# CEM-RL: Combining evolutionary and gradient-based methods for policy search

###### Abstract

Deep neuroevolution and deep reinforcement learning (deep RL) algorithms are two popular approaches to policy search. The former is widely applicable and rather stable, but suffers from low sample efficiency. By contrast, the latter is more sample efficient, but the most sample efficient variants are also rather unstable and highly sensitive to hyper-parameter setting. So far, these families of methods have mostly been compared as competing tools. However, an emerging approach consists in combining them so as to get the best of both worlds. Two previously existing combinations use either a standard evolutionary algorithm or a goal exploration process together with the ddpg algorithm, a sample efficient off-policy deep RL algorithm. In this paper, we propose a different combination scheme using the simple cross-entropy method (cem) and td3, another off-policy deep RL algorithm which improves over ddpg. We evaluate the resulting algorithm, cem-rl, on a set of benchmarks classically used in deep RL. We show that cem-rl benefits from several advantages over its competitors and offers a satisfactory trade-off between performance and sample efficiency.

CEM-RL: Combining evolutionary and gradient-based methods for policy search

Aloïs Pourchot, Olivier Sigaud |

Sorbonne Université, CNRS UMR 7222, |

Institut des Systèmes Intelligents et de Robotique, F-75005 Paris, France |

olivier.sigaud@isir.upmc.fr +33 (0) 1 44 27 88 53 |

## 1 Introduction

Policy search is the problem of finding a policy or controller maximizing some unknown utility function. Recently, research on policy search methods has witnessed a surge of interest due to the combination with deep neural networks, making it possible to find good enough continuous action policies in large domains. From one side, this combination gave rise to the emergence of efficient deep reinforcement learning (deep RL) techniques (lillicrap2015continuous; schulman2015trust; schulman2017proximal). From the other side, evolutionary methods, and particularly deep neuroevolution methods applying evolution strategies (ES) to the parameters of a deep network emerged as a competitive alternative to deep RL due to their higher parallelization capability (salimans2016weight; conti2017improving; such2017deep).

Both families of techniques have clear distinguishing properties.
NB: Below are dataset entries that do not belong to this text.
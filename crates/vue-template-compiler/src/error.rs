//! Error types for template compilation.

use source_map::Span;
use std::fmt;

/// A problem found while parsing or compiling a template.
///
/// Template problems never abort compilation; they travel next to the
/// partial output.
#[derive(Debug, Clone, PartialEq, Eq)]
#[cfg_attr(feature = "serde", derive(serde::Serialize, serde::Deserialize))]
pub struct CompileError {
    /// The error message.
    pub message: String,
    /// The span where the error occurred.
    pub span: Span,
    /// The error code.
    pub code: CompileErrorCode,
}

impl CompileError {
    /// Create a new compile error.
    pub fn new(message: impl Into<String>, span: Span, code: CompileErrorCode) -> Self {
        Self {
            message: message.into(),
            span,
            code,
        }
    }

    /// An element whose end tag never came.
    pub fn unclosed_element(tag: &str, span: Span) -> Self {
        Self::new(
            format!("Element is missing end tag: <{}>", tag),
            span,
            CompileErrorCode::UnclosedElement,
        )
    }

    /// An end tag that closes nothing.
    pub fn stray_end_tag(tag: &str, span: Span) -> Self {
        Self::new(
            format!("Invalid end tag: </{}>", tag),
            span,
            CompileErrorCode::InvalidEndTag,
        )
    }

    /// `{{` without `}}`.
    pub fn unterminated_interpolation(span: Span) -> Self {
        Self::new(
            "Interpolation is missing closing '}}'",
            span,
            CompileErrorCode::UnterminatedInterpolation,
        )
    }

    /// An attribute value with a missing closing quote.
    pub fn unterminated_attribute(span: Span) -> Self {
        Self::new(
            "Attribute value is missing its closing quote",
            span,
            CompileErrorCode::UnterminatedAttribute,
        )
    }

    /// A v-for value that does not read `alias in source`.
    pub fn invalid_v_for(value: &str, span: Span) -> Self {
        Self::new(
            format!("Invalid v-for expression: {}", value),
            span,
            CompileErrorCode::InvalidVFor,
        )
    }

    /// v-else / v-else-if without an adjacent v-if.
    pub fn orphan_else(directive: &str, span: Span) -> Self {
        Self::new(
            format!("v-{} has no adjacent v-if or v-else-if", directive),
            span,
            CompileErrorCode::MissingIf,
        )
    }

    /// A directive that requires a value but has none.
    pub fn missing_value(directive: &str, span: Span) -> Self {
        Self::new(
            format!("v-{} is missing expression", directive),
            span,
            CompileErrorCode::MissingExpression,
        )
    }
}

impl fmt::Display for CompileError {
    fn fmt(&self, f: &mut fmt::Formatter<'_>) -> fmt::Result {
        write!(f, "{}", self.message)
    }
}

impl std::error::Error for CompileError {}

/// Error codes for template compilation.
#[derive(Debug, Clone, Copy, PartialEq, Eq, Hash)]
#[cfg_attr(feature = "serde", derive(serde::Serialize, serde::Deserialize))]
pub enum CompileErrorCode {
    /// Unclosed element.
    UnclosedElement,
    /// End tag without an open element.
    InvalidEndTag,
    /// Unterminated `{{`.
    UnterminatedInterpolation,
    /// Unterminated quoted attribute value.
    UnterminatedAttribute,
    /// Invalid v-for syntax.
    InvalidVFor,
    /// v-else without v-if.
    MissingIf,
    /// Directive without its required expression.
    MissingExpression,
}

impl CompileErrorCode {
    /// Get the error code as a string.
    pub fn as_str(&self) -> &'static str {
        match self {
            Self::UnclosedElement => "unclosed-element",
            Self::InvalidEndTag => "invalid-end-tag",
            Self::UnterminatedInterpolation => "unterminated-interpolation",
            Self::UnterminatedAttribute => "unterminated-attribute",
            Self::InvalidVFor => "invalid-v-for",
            Self::MissingIf => "missing-v-if",
            Self::MissingExpression => "missing-expression",
        }
    }
}

impl fmt::Display for CompileErrorCode {
    fn fmt(&self, f: &mut fmt::Formatter<'_>) -> fmt::Result {
        write!(f, "{}", self.as_str())
    }
}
Evolutionary methods are significantly less sample efficient than deep RL methods because they learn from complete episodes, whereas deep RL methods use elementary steps of the system as samples, and thus exploit more information (sigaud2018policy). In particular, off-policy deep RL algorithms can use a replay buffer to exploit the same samples as many times as useful, greatly improving sample efficiency. Actually, the sample efficiency of ESs can be improved using the ”importance mixing” mechanism, but a recent study has shown that the capacity of importance mixing to improve sample efficiency by a factor of ten is still not enough to compete with off-policy deep RL (pourchot2018importance). From the other side, sample efficient off-policy deep RL methods such as the ddpg algorithm (lillicrap2015continuous) are known to be unstable and highly sensitive to hyper-parameter setting. Rather than opposing both families as competing solutions to the policy search problem, a richer perspective looks for a way to combine them so as to get the best of both worlds. As covered in Section 2, there are very few attempts in this direction so far.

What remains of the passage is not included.